Compilation Pipeline
The compiler has a VBC-first architecture: every program lowers
to VBC bytecode, and VBC is either interpreted (Tier 0) or compiled
to native code via LLVM (Tier 1). Orchestration lives in
verum_compiler::pipeline::Pipeline.
High-level shape
Phase map
| # | Phase | Parallel? | Key files |
|---|---|---|---|
| 0 | Stdlib preparation | once per build | phases/phase0_stdlib.rs |
| 1 | Lexical & parsing | per-file | verum_lexer, verum_fast_parser |
| 2 | Meta registry & AST registration | sequential | phases/meta_registry.rs |
| 3 | Macro expansion & literal processing | sequential | phases/macro_expansion.rs |
| 2.9 | Safety gate | per-module | phases/safety_gate.rs — rejects unsafe, @ffi, based on [safety] config |
| 3 | Macro expansion & literal processing | sequential | phases/macro_expansion.rs |
| 3a | Contract verification (SMT) | per-obligation | phases/contract_verification.rs |
| 3b | Safety gate (re-check) | per-module | Same gate, inside phase_type_check for defense in depth |
| 4 | Semantic analysis (types + CBGR) | per-module | verum_types::infer, phases/semantic_analysis.rs |
| 4a | Autodiff compilation | per @differentiable | phases/autodiff_compilation.rs |
| 4b | Context-system validation | per-function | phases/context_validation.rs — gated by [context].enabled |
| 4c | Send/Sync validation | per-module | phases/send_sync_validation.rs |
| 4d | Dependency analysis | per-module | target-profile enforcement (no_std/no_alloc) |
| 4e | FFI boundary validation | per-module | phases/ffi_boundary.rs — gated by [safety].ffi |
| 5 | VBC code generation | per-function | phases/vbc_codegen.rs, verum_vbc::codegen |
| 6 | VBC monomorphization | per-specialisation | phases/vbc_mono.rs |
| 7 | Execution (Tier 0 or Tier 1) | per-target | pipeline::phase_interpret / run_native_compilation |
| 7.5 | Final linking | sequential | phases/linking.rs + embedded LLD |
The compiler contains MIR infrastructure, but it is only used by the verification and advanced optimisation subsystems (SMT obligation generation, refinement-aware bounds elimination). The main compilation path goes TypedAST → VBC → execution, never through MIR.

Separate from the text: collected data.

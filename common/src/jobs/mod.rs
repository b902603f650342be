use serde::{Deserialize, Serialize};

/// Status of a background generation job, polled through `/api/jobs/{job_id}`.
#[derive(Clone, Debug, PartialEq, Serialize, Deserialize)]
pub enum JobStatus {
    Pending,
    /// Percentage of rows attempted so far.
    InProgress(u32),
    Completed(String),
    Failed(String),
    Cancelled(String),
}

impl JobStatus {
    pub fn is_finished(&self) -> bool {
        matches!(
            self,
            JobStatus::Completed(_) | JobStatus::Failed(_) | JobStatus::Cancelled(_)
        )
    }
}
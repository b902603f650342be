//! HTTP surface. Each sub-module owns one scope and exposes `configure_routes`.
//!
//! Handlers receive the store as `web::Data<dyn ContactStore>`, the generation
//! settings as `web::Data<GenerationSettings>` and the job registry as
//! `web::Data<JobsState>`. Storage, parsing and QR work run on the blocking
//! pool through [`blocking`].

pub mod batches;
pub mod contacts;
pub mod jobs;
pub mod qr;
pub mod upload;

use crate::error::{AppError, AppResult};
use actix_web::web;

/// Registers every scope on the application.
pub fn configure(cfg: &mut web::ServiceConfig) {
    cfg.service(upload::configure_routes())
        .service(batches::configure_routes())
        .service(contacts::configure_routes())
        .service(qr::configure_routes())
        .service(jobs::configure_routes());
}

/// JSON extractor settings: `{"error"}` bodies for bad payloads and room for a
/// base64 copy of the largest accepted upload.
pub fn json_config(max_upload_bytes: usize) -> web::JsonConfig {
    web::JsonConfig::default()
        .limit(max_upload_bytes.saturating_mul(2))
        .error_handler(|err, _req| AppError::bad_request(format!("Invalid request body: {}", err)).into())
}

/// Raw body limit for handlers that read `web::Bytes`; matches [`json_config`].
pub fn payload_config(max_upload_bytes: usize) -> web::PayloadConfig {
    web::PayloadConfig::new(max_upload_bytes.saturating_mul(2))
}

/// Runs `work` on tokio's blocking pool and flattens the join error.
pub(crate) async fn blocking<T, F>(work: F) -> AppResult<T>
where
    F: FnOnce() -> AppResult<T> + Send + 'static,
    T: Send + 'static,
{
    tokio::task::spawn_blocking(work).await?
}

/// Replaces every character outside `[A-Za-z0-9]` with `_`.
pub(crate) fn sanitize_file_name(name: &str) -> String {
    name.chars()
        .map(|c| if c.is_ascii_alphanumeric() { c } else { '_' })
        .collect()
}

/// `attachment; filename="<stem>.<ext>"`, using `fallback` for an empty name.
pub(crate) fn attachment(name: &str, fallback: &str, prefix: &str, ext: &str) -> String {
    let stem = if name.trim().is_empty() {
        sanitize_file_name(fallback)
    } else {
        sanitize_file_name(name)
    };
    format!("attachment; filename=\"{}{}.{}\"", prefix, stem, ext)
}
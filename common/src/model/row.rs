use indexmap::IndexMap;

/// One parsed data row: column header -> raw cell text, in source column order.
///
/// Inserting a header that already exists keeps its original position and
/// replaces the value, so a later duplicate column wins.
pub type Row = IndexMap<String, String>;
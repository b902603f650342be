use serde::{Deserialize, Serialize};

/// Tabular source formats accepted at upload time.
#[derive(Debug, Clone, Copy, PartialEq, Eq, Serialize, Deserialize)]
#[serde(rename_all = "lowercase")]
pub enum TabularFormat {
    /// Delimited text (`.csv`).
    Csv,
    /// Spreadsheet workbook (`.xlsx`, `.xls`); only the first sheet is read.
    Workbook,
}

impl TabularFormat {
    /// Selects the format from the extension of `file_name`, case-insensitively.
    pub fn from_file_name(file_name: &str) -> Option<Self> {
        let (_, ext) = file_name.rsplit_once('.')?;
        match ext.to_ascii_lowercase().as_str() {
            "csv" => Some(TabularFormat::Csv),
            "xlsx" | "xls" => Some(TabularFormat::Workbook),
            _ => None,
        }
    }

    pub fn as_str(&self) -> &'static str {
        match self {
            TabularFormat::Csv => "csv",
            TabularFormat::Workbook => "workbook",
        }
    }

    pub fn parse(value: &str) -> Option<Self> {
        match value {
            "csv" => Some(TabularFormat::Csv),
            "workbook" => Some(TabularFormat::Workbook),
            _ => None,
        }
    }
}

Phase 0 — Stdlib preparation
Compiles core/ modules once per build and caches stdlib metadata
for the type checker and VBC codegen. The persistent disk cache
(target/.verum-cache/stdlib/) keys on content hash, so unrelated
edits never invalidate stdlib artefacts. verum check skips this
phase entirely — signatures come directly from built-ins.
Phase 1 — Lexical & parsing
- Tokenisation via
verum_lexer(logos-generated DFA). - Recursive-descent parsing via
verum_fast_parser→ a lossless green-tree AST preserving comments and whitespace. - Entry-point discovery (
main,@test,@bench).
File-level parsing parallelises across cores.
Phase 2 — Meta registry & AST registration
Registers every @derive, tagged-literal handler, @verify
attribute, and user-defined meta fn into a global MetaRegistry.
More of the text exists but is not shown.